| Data records |
■ ■ ■ ■

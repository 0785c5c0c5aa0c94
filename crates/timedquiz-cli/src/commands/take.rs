//! The `timedquiz take` command.

use std::path::PathBuf;

use anyhow::Result;
use rand::rngs::StdRng;
use rand::SeedableRng;
use tokio::sync::mpsc;

use timedquiz_bank::config::{create_source, load_config_from};
use timedquiz_core::bank::load_from;
use timedquiz_core::engine::{ExamEngine, ExamInput, ExamOutcome};
use timedquiz_report::{write_report, ExportFormat};

use crate::terminal::{Palette, TerminalPresenter};

pub struct TakeArgs {
    pub count: Option<usize>,
    pub bank: Option<String>,
    pub time_limit: Option<u32>,
    pub export: Option<PathBuf>,
    pub no_review: bool,
    pub seed: Option<u64>,
    pub config: Option<PathBuf>,
}

/// One line of user input.
#[derive(Debug, Clone, Copy, PartialEq, Eq)]
enum Command {
    Exam(ExamInput),
    Quit,
}

fn parse_input(line: &str) -> Option<Command> {
    let line = line.trim().to_ascii_lowercase();
    match line.as_str() {
        "" | "n" | "next" => Some(Command::Exam(ExamInput::Advance)),
        "r" | "restart" => Some(Command::Exam(ExamInput::Restart)),
        "q" | "quit" => Some(Command::Quit),
        number => match number.parse::<usize>() {
            Ok(n) if n >= 1 => Some(Command::Exam(ExamInput::Answer(n - 1))),
            _ => None,
        },
    }
}

/// Forward stdin lines to the engine until EOF or `q`.
///
/// A plain thread rather than a runtime task, so a blocked read never holds up
/// shutdown.
fn spawn_stdin_reader() -> mpsc::Receiver<ExamInput> {
    let (tx, rx) = mpsc::channel(16);
    std::thread::spawn(move || {
        for line in std::io::stdin().lines() {
            let Ok(line) = line else { break };
            match parse_input(&line) {
                Some(Command::Exam(input)) => {
                    if tx.blocking_send(input).is_err() {
                        break;
                    }
                }
                Some(Command::Quit) => break,
                None => eprintln!("Unrecognized input: {}", line.trim()),
            }
        }
    });
    rx
}

/// Wait for a restart request after a finished exam.
async fn wait_for_restart(inputs: &mut mpsc::Receiver<ExamInput>) -> bool {
    while let Some(input) = inputs.recv().await {
        if input == ExamInput::Restart {
            return true;
        }
    }
    false
}

pub async fn execute(args: TakeArgs) -> Result<()> {
    let config = load_config_from(args.config.as_deref())?;
    let location = args.bank.unwrap_or_else(|| config.bank.clone());
    let count = args.count.unwrap_or(config.question_count);

    let mut settings = config.exam_settings();
    if let Some(limit) = args.time_limit {
        anyhow::ensure!(limit >= 1, "time limit must be at least 1 second");
        settings.time_limit = limit;
    }
    if let Some(path) = &args.export {
        ExportFormat::from_path(path)?;
    }

    let source = create_source(&location)?;
    tracing::debug!(bank = %location, count, "starting exam session");
    let presenter = TerminalPresenter::new(
        Palette::for_theme(config.dark_mode),
        !args.no_review,
        settings.auto_advance_after_answer,
    );
    let engine = ExamEngine::new(settings);
    let mut rng = match args.seed {
        Some(seed) => StdRng::seed_from_u64(seed),
        None => StdRng::from_os_rng(),
    };
    let mut inputs = spawn_stdin_reader();

    loop {
        let bank = load_from(&*source).await?;
        presenter.render_intro(count, engine.settings().time_limit);
        let session = engine.start(&bank, count, &mut rng, &presenter)?;

        match engine.run(session, &presenter, &mut inputs).await {
            ExamOutcome::Finished(report) => {
                if let Some(path) = &args.export {
                    write_report(&report, path)?;
                    println!("Report written to {}", path.display());
                }
                println!("\nType r to take another exam, or q to quit.");
                if !wait_for_restart(&mut inputs).await {
                    break;
                }
            }
            ExamOutcome::Restarted { .. } => {
                println!("\nRestarting...");
            }
            ExamOutcome::Closed { answered } => {
                println!("\nExam abandoned after {answered} answer(s).");
                break;
            }
        }
    }

    Ok(())
}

■ ■ ■ ■

| Problem details |
Give an exact copy of the lines above, from the top of the records to the line that contains "#[derive(Debug, Clone, Copy, PartialEq, Eq)]", taking in both ends.

| Written solution |
repository 0785c5c0c5aa0c94
filename crates/timedquiz-cli/src/commands/take.rs
//! The `timedquiz take` command.

use std::path::PathBuf;

use anyhow::Result;
use rand::rngs::StdRng;
use rand::SeedableRng;
use tokio::sync::mpsc;

use timedquiz_bank::config::{create_source, load_config_from};
use timedquiz_core::bank::load_from;
use timedquiz_core::engine::{ExamEngine, ExamInput, ExamOutcome};
use timedquiz_report::{write_report, ExportFormat};

use crate::terminal::{Palette, TerminalPresenter};

pub struct TakeArgs {
    pub count: Option<usize>,
    pub bank: Option<String>,
    pub time_limit: Option<u32>,
    pub export: Option<PathBuf>,
    pub no_review: bool,
    pub seed: Option<u64>,
    pub config: Option<PathBuf>,
}

/// One line of user input.
#[derive(Debug, Clone, Copy, PartialEq, Eq)]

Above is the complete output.